Question 8.SP.1: A 160-kN force is applied as shown at the end of a W200 × 52......

MODELING and ANALYSIS:
Shear and Bending Moment. Referring to Fig. 1, at section A–A′, we have

\begin{aligned} M_A & =(160  kN )(0.375  m )=60  kN \cdot m \\ V_A & =160  kN \end{aligned}

Normal Stresses on Transverse Plane. Referring to the table of Properties of Rolled-Steel Shapes in Appendix E to obtain the data shown, determine the stresses \sigma_a \text { and } \sigma_b (Fig. 2).

At point a,

\sigma_a=\frac{M_A}{S}=\frac{60  kN \cdot m }{511 \times 10^{-6}  m ^3}=117.4  MPa

At point b,

\sigma_b=\sigma_a \frac{y_b}{c}=(117.4  MPa ) \frac{90.4  mm }{103  mm }=103.0  MPa

Note that all normal stresses on the transverse plane are less than 150 MPa.

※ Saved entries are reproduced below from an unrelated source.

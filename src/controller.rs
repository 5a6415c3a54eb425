// Copyright (c) 2025 Erick Bourgeois, firestoned
// SPDX-License-Identifier: MIT

//! Reconciliation worker loop.
//!
//! [`run_loop`] feeds trigger events into a [`Reconciler`] until the cancellation
//! token fires. Reconciliations that are not converged yet are revisited:
//!
//! - [`StepOutcome::KeepFinalizer`] requeues after the requested delay
//! - only the earliest requeue of a loop is kept, so revisits never pile up
//! - an error requeues after the next interval of an exponential backoff, which is
//!   reset by the next successful reconciliation
//! - cancellation is not requeued

use crate::constants::RECONCILE_WORKERS;
use crate::errors::Error;
use crate::informer::TriggerEvent;
use crate::reconciler::Reconciler;
use crate::resources::StepOutcome;
use crate::retry::default_backoff;
use futures::channel::mpsc;
use futures::{stream, Stream, StreamExt};
use std::sync::{Arc, Mutex, PoisonError};
use std::time::Duration;
use tokio::time::Instant;
use tokio_util::sync::CancellationToken;
use tracing::{debug, info, warn};

/// Pending revisit of one loop.
///
/// At most one requeue is pending at a time. Scheduling a later revisit while one is
/// pending is a no-op; scheduling an earlier one replaces it.
struct Requeue {
    tx: mpsc::UnboundedSender<TriggerEvent>,
    pending: Mutex<Option<Instant>>,
}

impl Requeue {
    fn new(tx: mpsc::UnboundedSender<TriggerEvent>) -> Arc<Self> {
        Arc::new(Self {
            tx,
            pending: Mutex::new(None),
        })
    }

    /// Send a [`TriggerEvent::Requeue`] after `delay`, unless `cancel` fires first.
    fn schedule(self: &Arc<Self>, delay: Duration, cancel: CancellationToken) {
        let deadline = Instant::now() + delay;
        {
            let mut pending = self.pending.lock().unwrap_or_else(PoisonError::into_inner);
            if pending.is_some_and(|scheduled| scheduled <= deadline) {
                debug!(after = ?delay, "Earlier requeue already pending");
                return;
            }
            *pending = Some(deadline);
        }

        let requeue = Arc::clone(self);
        tokio::spawn(async move {
            tokio::select! {
                biased;
                () = cancel.cancelled() => {}
                () = tokio::time::sleep_until(deadline) => requeue.fire(deadline),
            }
        });
    }

    fn fire(&self, deadline: Instant) {
        {
            let mut pending = self.pending.lock().unwrap_or_else(PoisonError::into_inner);
            // Superseded by an earlier deadline that already fired or is still pending.
            if *pending != Some(deadline) {
                return;
            }
            *pending = None;
        }

        if self.tx.unbounded_send(TriggerEvent::Requeue).is_err() {
            debug!("Reconciliation loop stopped, dropping requeue");
        }
    }
}

/// Run `reconciler` for every event of `triggers` until `cancel` fires.
pub async fn run_loop<S>(reconciler: Arc<Reconciler>, triggers: S, cancel: CancellationToken)
where
    S: Stream<Item = TriggerEvent> + Send,
{
    let name = reconciler.name();
    info!(reconciler = name, workers = RECONCILE_WORKERS, "Starting reconciliation loop");

    let (requeue_tx, requeue_rx) = mpsc::unbounded();
    let requeue = Requeue::new(requeue_tx);
    let backoff = Mutex::new(default_backoff());

    let stopped = cancel.clone();
    let events = stream::select(triggers, requeue_rx)
        .take_until(async move { stopped.cancelled().await });

    events
        .for_each_concurrent(RECONCILE_WORKERS, |event| {
            let reconciler = reconciler.clone();
            let requeue = requeue.clone();
            let cancel = cancel.clone();
            let backoff = &backoff;

            async move {
                debug!(reconciler = name, event = ?event, "Reconciliation triggered");

                match reconciler.reconcile(&cancel).await {
                    Ok(StepOutcome::Done) => {
                        backoff
                            .lock()
                            .unwrap_or_else(PoisonError::into_inner)
                            .reset();
                    }
                    Ok(StepOutcome::KeepFinalizer(after)) => {
                        backoff
                            .lock()
                            .unwrap_or_else(PoisonError::into_inner)
                            .reset();
                        debug!(reconciler = name, after = ?after, "Revisiting reconciliation");
                        requeue.schedule(after, cancel);
                    }
                    Err(Error::Cancelled) => {
                        debug!(reconciler = name, "Reconciliation cancelled, not requeueing");
                    }
                    Err(e) => {
                        let delay = {
                            let mut backoff =
                                backoff.lock().unwrap_or_else(PoisonError::into_inner);
                            // Once exhausted, keep retrying at the longest interval.
                            backoff.next_backoff().unwrap_or(backoff.max_interval)
                        };
                        warn!(
                            reconciler = name,
                            error = %e,
                            retry_after = ?delay,
                            "Reconciliation failed, requeueing"
                        );
                        requeue.schedule(delay, cancel);
                    }
                }
            }
        })
        .await;

    info!(reconciler = name, "Reconciliation loop stopped");
}

#[cfg(test)]
#[path = "controller_tests.rs"]
mod controller_tests;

Shearing Stresses on Transverse Plane. Referring to Fig. 3, we obtain the data necessary to evaluate Q and then determine the stresses \tau_a and \tau_b .

At point a,

Q=0 \quad \tau_a=0

At point b,

\begin{aligned} & Q=(206 \times 12.6)(96.7)=251.0 \times 10^3  mm ^3=251.0 \times 10^{-6}  m ^3 \\ & \tau_b=\frac{V_A Q}{I t}=\frac{(160  kN )\left(251.0 \times 10^{-6}  m ^3\right)}{\left(52.9 \times 10^{-6}  m ^4\right)(0.00787  m )}=96.5  MPa \end{aligned}

Principal Stress at Point b. The state of stress at point b consists of the normal stress \sigma_b=103.0 MPa and the shearing stress \tau_b=96.5 MPa. Draw Mohr’s circle (Fig. 4) and find

\begin{aligned} \sigma_{\max } & =\frac{1}{2} \sigma_b+R=\frac{1}{2} \sigma_b+\sqrt{\left(\frac{1}{2} \sigma_b\right)^2+\tau_b^2} \\ & =\frac{103.0}{2}+\sqrt{\left(\frac{103.0}{2}\right)^2+(96.5)^2} \\ & =160.9  MPa \end{aligned}

\text { The specification, } \sigma_{\max } \leq 150  MPa \text {, is not satisfied. }

REFLECT and THINK: For this beam and loading, the principal stress at point b is 36% larger than the normal stress at point a. For L ≥ 881 mm (Fig. 5), the maximum normal stress would occur at point a.